News | January 5, 1999

Dana-Farber Cancer Institute To Investigate Mechanism Of AIDS Treatment

Medical Discoveries, Inc. and the Dana-Farber Cancer Institute (DFCI), a teaching affiliate of Harvard Medical School (HMS) and an NIH-approved AIDS Research Laboratory, have signed a "Research Support Agreement" to confirm and extend the anti-HIV activity of the novel drug therapy, MDI-P.

Preliminary studies of Medical Discoveries' MDI-P treatment have demonstrated a decrease in the production of HIV-1. The Research Plan will further investigate the mechanism by which MDI-P inactivates the virus, and will define its cellular and viral specificity. Importantly, the DFCI will be testing the activity of MDI-P against resistant strains of HIV and against fresh samples of HIV taken from the patient.
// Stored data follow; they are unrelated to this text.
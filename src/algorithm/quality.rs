//! Data-quality evaluation
//!
//! Sample-size and time-coverage metrics computed once per request from the
//! weekly series and the detector output built on it.

use crate::models::{DataQuality, MethodResult, WeeklySeries};

/// Below this many observations an `alert` decision is downgraded
pub const MIN_OVERALL_N: u64 = 20;
/// Below this many weekly points an `alert` decision is downgraded
pub const MIN_WEEKS_COVERAGE: usize = 4;

/// Evaluate data quality for one series and the methods run on it.
///
/// `recent_n` is the latest week's sample size from the first method with
/// points; when no method ran it falls back to the series' latest week.
#[must_use]
pub fn evaluate(series: &WeeklySeries, results: &[MethodResult]) -> DataQuality {
    let overall_n = series.total_n();
    let weeks_coverage = results.iter().map(|r| r.points.len()).max().unwrap_or(0);
    let recent_n = results
        .iter()
        .find_map(|r| r.latest().map(|p| p.n))
        .or_else(|| series.latest().map(|b| b.n));

    DataQuality {
        overall_n,
        weeks_coverage,
        recent_n,
        small_n: overall_n < MIN_OVERALL_N,
        sparse_series: weeks_coverage > 0 && weeks_coverage < MIN_WEEKS_COVERAGE,
    }
}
All research under this agreement will be conducted under the direction of Dr. Robert Finberg, the principal investigator of the study, a professor of Medicine at HMS and chief of Infectious Disease at the DFCI.

Dr. William J. Novick, vice president and chief technical officer of Medical Discoveries says the MDI-P research is important because the treatment works on mechanisms which are different from those targeted by currently approved anti-retroviral agents. "We can categorically say that this drug is not an enzyme inhibitor," Novick says. "I feel very strongly that the potential of this drug against the resistant strains of HIV is every bit as good as against the normal wild strains."